Exercise prompt
Below are some records. Pull every line that contains the word "impl".

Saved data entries
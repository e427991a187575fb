//! # store-core
//!
//! Core types for the product store API.
//!
//! This crate provides:
//! - `Product`, the record served over HTTP
//! - `ProductParams` for lenient construction from query strings
//! - `Store`, the in-memory ordered product collection
//! - `StoreError` for typed error handling
//!
//! ## Example
//!
//! ```rust
//! use store_core::{ProductParams, Store};
//!
//! let mut store = Store::seeded();
//!
//! let params = ProductParams {
//!     id: "4".into(),
//!     name: "Sprite".into(),
//!     price: "3.25".into(),
//!     ..Default::default()
//! };
//! let (product, _coerced) = params.into_product();
//! store.append(product);
//!
//! assert_eq!(store.search_by_price("9").unwrap().len(), 1);
//! assert!(store.find_by_id("4").is_some());
//! ```

pub mod error;
pub mod params;
pub mod product;
pub mod store;

// Re-exports for convenience
pub use error::{StoreError, StoreResult};
pub use params::ProductParams;
pub use product::Product;
pub use store::Store;
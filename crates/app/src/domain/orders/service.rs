//! Orders service.

use async_trait::async_trait;
use mockall::automock;
use sqlx::PgPool;
use validator::Validate;

use crate::domain::orders::{
    data::{NewOrder, OrderFilter, OrderUpdate},
    errors::OrdersServiceError,
    records::{OrderId, OrderRecord},
    repository::PgOrdersRepository,
};

#[derive(Debug, Clone)]
pub struct PgOrdersService {
    pool: PgPool,
    repository: PgOrdersRepository,
}

impl PgOrdersService {
    #[must_use]
    pub fn new(pool: PgPool) -> Self {
        Self {
            pool,
            repository: PgOrdersRepository::new(),
        }
    }
}

#[async_trait]
impl OrdersService for PgOrdersService {
    async fn create_order(&self, order: NewOrder) -> Result<OrderRecord, OrdersServiceError> {
        order.validate()?;

        Ok(self.repository.create_order(&self.pool, &order).await?)
    }

    async fn list_orders(
        &self,
        filter: OrderFilter,
    ) -> Result<Vec<OrderRecord>, OrdersServiceError> {
        filter.validate()?;

        Ok(self.repository.list_orders(&self.pool, &filter).await?)
    }

    async fn get_order(&self, order: OrderId) -> Result<Option<OrderRecord>, OrdersServiceError> {
        Ok(self.repository.get_order(&self.pool, order).await?)
    }

    async fn update_order(
        &self,
        order: OrderId,
        update: OrderUpdate,
    ) -> Result<Option<OrderRecord>, OrdersServiceError> {
        update.validate()?;

        // An update with no fields present is a read, not a write.
        if update.is_empty() {
            return Ok(self.repository.get_order(&self.pool, order).await?);
        }

        Ok(self
            .repository
            .update_order(&self.pool, order, &update)
            .await?)
    }

    async fn delete_order(&self, order: OrderId) -> Result<bool, OrdersServiceError> {
        let rows_affected = self.repository.delete_order(&self.pool, order).await?;

        Ok(rows_affected > 0)
    }
}

#[automock]
#[async_trait]
pub trait OrdersService: Send + Sync {
    /// Validates the input and inserts one order; the database assigns
    /// `id` and `created_at`.
    async fn create_order(&self, order: NewOrder) -> Result<OrderRecord, OrdersServiceError>;

    /// Retrieves orders matching the filter, ordered by id ascending.
    async fn list_orders(
        &self,
        filter: OrderFilter,
    ) -> Result<Vec<OrderRecord>, OrdersServiceError>;

    /// Retrieves a single order, or `None` when the id matches no row.
    async fn get_order(&self, order: OrderId) -> Result<Option<OrderRecord>, OrdersServiceError>;

    /// Applies the present fields to the order with the given id. An empty
    /// update returns the stored record unchanged. `None` when the id
    /// matches no row, on both paths.
    async fn update_order(
        &self,
        order: OrderId,
        update: OrderUpdate,
    ) -> Result<Option<OrderRecord>, OrdersServiceError>;

    /// Removes the order with the given id. `true` iff a row was removed.
    async fn delete_order(&self, order: OrderId) -> Result<bool, OrdersServiceError>;
}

Reply
impl PgOrdersService {
impl OrdersService for PgOrdersService {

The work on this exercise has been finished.